Pas toujours dans les clous

Si Orel fascine toute une génération et trouve grâce aux yeux des plus réticents avec son humour et son auto-dérision, le chanteur suscite beaucoup de polémiques. Orelsan ne mâche pas ses mots, et ne les choisis pas toujours en pensant aux conséquences. Cette philosophie lui a valu des poursuites judiciaires pour provocation à la violence à l’égard des femmes, notamment après la sortie de « Saint Valentin », dont il s’est tiré sans trop d’égratignures. Le choix des paroles parfois très ordurier tel que pour « Sale pute » laissent penser à un artiste insensible et macho. En décalage dans un monde qu’il a du mal à comprendre, Orelsan partage d’ailleurs sa solitude et sa sensation d’isolement au sein d’une famille qui ne s’intéresse pas à sa passion dans « Défaite de famille ». C’est une manière de se protéger, une carapace. Il campe sur ses positions : sa musique crue est terriblement sarcastique et exagérée, il parodie, ce sont des paroles à prendre au second degré.

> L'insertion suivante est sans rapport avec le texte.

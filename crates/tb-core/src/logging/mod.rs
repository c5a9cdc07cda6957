//! Structured logging for the testbandit binary.
//!
//! The library only emits `tracing` events (targets under `tb_core::`);
//! installing a subscriber is up to the embedding program. The CLI does it
//! through [`init_logging`]:
//! - Human-readable console output for interactive use
//! - JSON lines for automation
//!
//! stdout is reserved for command payloads; all log output goes to stderr.

pub mod config;

pub use config::{LogConfig, LogFormat, LogLevel};

use std::io::IsTerminal;

use tracing_subscriber::layer::SubscriberExt;
use tracing_subscriber::util::SubscriberInitExt;
use tracing_subscriber::{fmt, EnvFilter};

/// Build the event filter: RUST_LOG if set, otherwise the configured level
/// for the testbandit crates.
pub fn build_filter(config: &LogConfig) -> EnvFilter {
    EnvFilter::try_from_default_env().unwrap_or_else(|_| {
        EnvFilter::new(format!(
            "tb_core={level},testbandit={level}",
            level = config.level.directive()
        ))
    })
}

/// Initialize the logging subsystem.
///
/// Call once at startup. A second call is a no-op.
pub fn init_logging(config: &LogConfig) {
    let filter = build_filter(config);

    let result = match config.format {
        LogFormat::Human => {
            let fmt_layer = fmt::layer()
                .with_writer(std::io::stderr)
                .with_target(false)
                .with_ansi(std::io::stderr().is_terminal());

            if config.timestamps {
                tracing_subscriber::registry()
                    .with(filter)
                    .with(fmt_layer)
                    .try_init()
            } else {
                tracing_subscriber::registry()
                    .with(filter)
                    .with(fmt_layer.without_time())
                    .try_init()
            }
        }
        LogFormat::Jsonl => tracing_subscriber::registry()
            .with(filter)
            .with(
                fmt::layer()
                    .json()
                    .flatten_event(true)
                    .with_writer(std::io::stderr),
            )
            .try_init(),
    };

    if result.is_err() {
        tracing::debug!("logging already initialized");
    }
}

Ce personnage exubérant énerve et passionne, les plus influents ne peuvent museler la grande gueule du rappeur : ce franc-parler et les polémiques qui s’ensuivent font partie intégrante du personnage. Les politiciens, les secrétaires d’état, les organisations diverses ne peuvent arrêter la plume aiguisée de l’artiste. Le narrateur mélancolique aime transgresser les règles de bienséance, il veut être entendu quelle que soit la manière, et ça lui va bien.

Artiste sur toute la ligne

Orelsan, qui peut sembler parfois perdu, sait en fait très bien où il va : un style musical bien à lui, des punchlines historiques, des insultes assumées, des vérités crues mais toujours imagées, perdues dans la poésie. Des rythmes grisants et des refrains qui restent en tête, Orel à trouvé sa recette, son style, son personnage. Et son public : la génération Z se reconnaît et évolue avec lui. Un rappeur devenu artiste complet: après le monde du rap, c’est celui de la télévision et du cinéma qu’Aurélien s’approprie : la série « Bloqués », cinq rôles au cinéma et du doublage de voix. Le lancement en 2014 de sa propre ligne de vêtements « Avnier » marque la réussite d’Orelsan, et le second souffle d’une carrière artistique « Pour le pire », et surtout pour le meilleur.

Enola Chagny

Le 06/02/18 au Zenith Sud – Montpellier (34), le 28/03/18 au Silo – Marseille (13), le 28/06/18 aux Arènes – Nîmes (30) et le 26/07/18 au Stade Tropenas – Montélimar (26).